Durante la ventiduesima riunione della Conferenza dei capi delle agenzie di sicurezza e dei servizi di intelligence dei paesi membri della Comunità degli Stati Indipendenti (CEI), svoltasi a San Pietroburgo, sono emerse dichiarazioni allarmanti riportate dalle agenzie di stampa russe come TASS.
Nel corso del vertice, il capo dell’intelligence estera russa (SVR), Sergey Naryshkin, ha lanciato un duro avvertimento affermando che il rischio di un conflitto su larga scala nello spazio eurasiatico è “assolutamente reale” e costituisce “motivo di seria preoccupazione”. Secondo i dati dell’SVR, i leader europei starebbero portando avanti una pericolosa linea fondata su un’ “escalation controllata” e su una costante strategia di “equilibrio sul bordo dell’abisso” (brinkmanship). Questa condotta, ha specificato, sarebbe ereditata dai dogmi dei servizi d’intelligence occidentali del secolo scorso, tipici della Guerra Fredda.
Entrando nel dettaglio, Naryshkin ha fatto riferimento alla strategia di difesa dell’Unione Europea, che prevederebbe la preparazione a un conflitto armato su vasta scala entro il 2030, indicando esplicitamente la Russia come minaccia principale. Tuttavia, secondo il capo dell’intelligence, la società europea non è affatto pronta per una guerra totale con la Russia, definendo le popolazioni europee come “troppo viziate e depravate”. Di conseguenza, i politici e le corporazioni del Vecchio Continente starebbero cinicamente sfruttando il “mito della minaccia dall’Est” per un tornaconto interno: aumentare drasticamente le spese militari, convertire l’industria su basi belliche e modernizzare le infrastrutture militari, stradali e portuali.

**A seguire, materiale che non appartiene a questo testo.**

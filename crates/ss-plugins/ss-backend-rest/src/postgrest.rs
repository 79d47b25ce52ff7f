//! Translation of backend-neutral queries into PostgREST query strings.

use serde_json::Value;
use ss_core::query::{Filter, Join, Query};

/// The `select` parameter: all columns plus one embedded resource per join.
pub fn select_clause(joins: &[Join]) -> String {
    let mut select = String::from("*");
    for join in joins {
        let columns = if join.columns.is_empty() { "*".to_string() } else { join.columns.join(",") };
        select.push_str(&format!(",{}:{}({})", join.alias, join.table, columns));
    }
    select
}

fn scalar(value: &Value) -> String {
    match value {
        Value::String(s) => s.clone(),
        Value::Null => "null".to_string(),
        other => other.to_string(),
    }
}

/// List members holding reserved characters are double-quoted.
fn list_member(value: &Value) -> String {
    let raw = scalar(value);
    if raw.contains([',', '(', ')', '"', ' ']) {
        format!("\"{}\"", raw.replace('\\', "\\\\").replace('"', "\\\""))
    } else {
        raw
    }
}

fn filter_param(filter: &Filter) -> (String, String) {
    match filter {
        Filter::Eq(column, value) => (column.clone(), format!("eq.{}", scalar(value))),
        Filter::Gte(column, value) => (column.clone(), format!("gte.{}", scalar(value))),
        Filter::In(column, values) => {
            let members: Vec<String> = values.iter().map(list_member).collect();
            (column.clone(), format!("in.({})", members.join(",")))
        }
    }
}

/// Filters addressing one row by id, narrowed by `scope`.
pub fn target_params(id: &str, scope: &[Filter]) -> Vec<(String, String)> {
    let mut params = vec![("id".to_string(), format!("eq.{id}"))];
    params.extend(scope.iter().map(filter_param));
    params
}

/// Query-string pairs for a read, in a stable order.
pub fn query_params(query: &Query) -> Vec<(String, String)> {
    let mut params = vec![("select".to_string(), select_clause(&query.joins))];
    params.extend(query.filters.iter().map(filter_param));
    if let Some(order) = &query.order {
        let direction = if order.ascending { "asc" } else { "desc" };
        params.push(("order".to_string(), format!("{}.{}", order.column, direction)));
    }
    if let Some(limit) = query.limit {
        params.push(("limit".to_string(), limit.to_string()));
    }
    params
}
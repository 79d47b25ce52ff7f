//! Demo wardrobe served when neither the backend nor the local store has
//! anything to show. Also used to seed the in-memory backend.

use chrono::{DateTime, Days, Utc};
use ss_core::models::{Category, Event, Item, Outfit};

pub const DEMO_USER: &str = "demo-user";

pub struct Dataset {
    pub categories: Vec<Category>,
    pub items: Vec<Item>,
    pub outfits: Vec<Outfit>,
    pub events: Vec<Event>,
}

fn category(id: &str, name: &str, description: &str, color: &str, icon: &str, now: DateTime<Utc>) -> Category {
    Category {
        id: id.into(),
        name: name.into(),
        description: Some(description.into()),
        color: Some(color.into()),
        icon: Some(icon.into()),
        created_at: now,
    }
}

pub fn categories(now: DateTime<Utc>) -> Vec<Category> {
    vec![
        category("shirts", "Shirts", "Tops and shirts", "#3B82F6", "👕", now),
        category("trousers", "Trousers", "Pants and jeans", "#10B981", "👖", now),
        category("accessories", "Accessories", "Jewelry and accessories", "#8B5CF6", "🎒", now),
        category("shoes", "Shoes", "Footwear", "#F59E0B", "👟", now),
    ]
}

pub fn items(now: DateTime<Utc>) -> Vec<Item> {
    let cats = categories(now);
    let rows = [
        ("1", "shirts", "Blue T-Shirt", "Comfortable cotton t-shirt", "Blue", "Demo Brand", "M", false),
        ("2", "trousers", "Black Jeans", "Classic black denim", "Black", "Demo Brand", "32", true),
        ("3", "shirts", "White Button-Up", "Crisp white dress shirt", "White", "Fashion Co", "L", false),
        ("4", "shoes", "White Sneakers", "Clean white athletic shoes", "White", "Sneaker Brand", "10", false),
        ("5", "accessories", "Leather Watch", "Classic leather strap watch", "Brown", "Time Co", "One Size", true),
    ];
    rows.into_iter()
        .map(|(id, cat, name, description, color, brand, size, favorite)| Item {
            id: id.into(),
            user_id: DEMO_USER.into(),
            category_id: Some(cat.into()),
            name: name.into(),
            description: Some(description.into()),
            image_url: Some(format!("/assets/{cat}.png")),
            color: Some(color.into()),
            brand: Some(brand.into()),
            size: Some(size.into()),
            is_favorite: favorite,
            created_at: now,
            updated_at: now,
            category: cats.iter().find(|c| c.id == cat).cloned(),
        })
        .collect()
}

pub fn outfits(now: DateTime<Utc>) -> Vec<Outfit> {
    vec![Outfit {
        id: "1".into(),
        user_id: DEMO_USER.into(),
        name: "Casual Look".into(),
        description: Some("Perfect for everyday wear".into()),
        items: vec!["1".into(), "2".into()],
        image_url: None,
        is_starred: true,
        weather_condition: Some("sunny".into()),
        occasion: Some("casual".into()),
        created_at: now,
        updated_at: now,
    }]
}

/// One event, dated the day after `now`.
pub fn events(now: DateTime<Utc>) -> Vec<Event> {
    let tomorrow = now.date_naive().checked_add_days(Days::new(1)).unwrap_or(now.date_naive());
    vec![Event {
        id: "1".into(),
        user_id: DEMO_USER.into(),
        title: "Coffee Meeting".into(),
        description: Some("Meeting with client".into()),
        date: tomorrow,
        time: Some("10:00".into()),
        location: Some("Downtown Cafe".into()),
        weather_condition: Some("sunny".into()),
        outfit_id: Some("1".into()),
        created_at: now,
        updated_at: now,
        outfit: None,
    }]
}

pub fn dataset(now: DateTime<Utc>) -> Dataset {
    Dataset {
        categories: categories(now),
        items: items(now),
        outfits: outfits(now),
        events: events(now),
    }
}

Il numero uno dell’SVR ha inoltre puntato il dito contro i letali meccanismi della propaganda, capaci di dipingere un quadro del mondo talmente rigido da finire per intrappolare gli stessi decisori politici nelle loro stesse narrazioni. Naryshkin ha avvertito che in un simile contesto, “a un certo punto, la tensione generale raggiunge un livello tale in cui qualsiasi evento, anche minore, può far crollare l’intero sistema”. In uno scenario del genere, ha sottolineato l’alto funzionario, le potenze scivolerebbero in una guerra totale in cui la diplomazia smette letteralmente di funzionare.
Infine, Naryshkin ha esortato le agenzie di sicurezza dei paesi della CEI a rafforzare urgentemente il sistema di sicurezza collettiva senza “aspettare che la spirale dell’escalation si avvolga fino al suo limite”, citando la Crisi dei Missili di Cuba come un esempio storico da cui imparare per trovare un’uscita pacifica dalla tensione.